[Items listed in a dataset]
========================
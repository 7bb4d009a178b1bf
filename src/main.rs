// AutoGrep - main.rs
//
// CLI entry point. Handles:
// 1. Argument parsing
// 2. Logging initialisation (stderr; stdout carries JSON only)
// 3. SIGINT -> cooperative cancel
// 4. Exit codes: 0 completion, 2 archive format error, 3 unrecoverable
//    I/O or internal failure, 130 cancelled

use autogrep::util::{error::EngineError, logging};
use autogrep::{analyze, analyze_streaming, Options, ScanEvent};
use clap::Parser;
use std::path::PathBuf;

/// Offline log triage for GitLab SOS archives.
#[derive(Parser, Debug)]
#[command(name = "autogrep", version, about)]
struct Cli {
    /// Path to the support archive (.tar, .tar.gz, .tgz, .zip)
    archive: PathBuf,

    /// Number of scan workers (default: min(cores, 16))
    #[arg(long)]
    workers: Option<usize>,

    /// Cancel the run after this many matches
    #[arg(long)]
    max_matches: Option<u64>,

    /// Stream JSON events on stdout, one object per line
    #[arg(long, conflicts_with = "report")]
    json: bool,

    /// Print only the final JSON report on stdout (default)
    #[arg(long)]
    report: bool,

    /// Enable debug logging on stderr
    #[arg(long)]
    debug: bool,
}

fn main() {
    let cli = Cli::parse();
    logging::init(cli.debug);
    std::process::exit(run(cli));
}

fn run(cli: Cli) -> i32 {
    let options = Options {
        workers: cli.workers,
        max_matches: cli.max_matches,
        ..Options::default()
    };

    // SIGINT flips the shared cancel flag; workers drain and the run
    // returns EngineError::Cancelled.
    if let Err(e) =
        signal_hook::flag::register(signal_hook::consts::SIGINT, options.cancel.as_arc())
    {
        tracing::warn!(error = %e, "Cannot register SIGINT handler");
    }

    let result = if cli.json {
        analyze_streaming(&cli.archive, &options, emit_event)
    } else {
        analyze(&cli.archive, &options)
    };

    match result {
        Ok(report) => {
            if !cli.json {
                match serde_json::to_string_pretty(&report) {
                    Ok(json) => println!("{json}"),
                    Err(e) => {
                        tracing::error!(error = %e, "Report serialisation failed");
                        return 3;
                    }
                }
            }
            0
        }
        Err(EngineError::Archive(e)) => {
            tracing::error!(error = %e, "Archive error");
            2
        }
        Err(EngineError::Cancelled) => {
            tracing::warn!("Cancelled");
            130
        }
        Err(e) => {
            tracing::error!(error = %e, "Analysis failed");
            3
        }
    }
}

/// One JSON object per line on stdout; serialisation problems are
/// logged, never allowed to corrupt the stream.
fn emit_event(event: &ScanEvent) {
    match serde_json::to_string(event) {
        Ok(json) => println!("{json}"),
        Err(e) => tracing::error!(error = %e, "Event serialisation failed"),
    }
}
========================
**Your task**
Starting from the top of the records and ending at the line that contains "-> cooperative cancel", repeat each line exactly and return only those lines.

**Task output**
repository 7bb4d009a178b1bf
filename src/main.rs
// AutoGrep - main.rs
//
// CLI entry point. Handles:
// 1. Argument parsing
// 2. Logging initialisation (stderr; stdout carries JSON only)
// 3. SIGINT -> cooperative cancel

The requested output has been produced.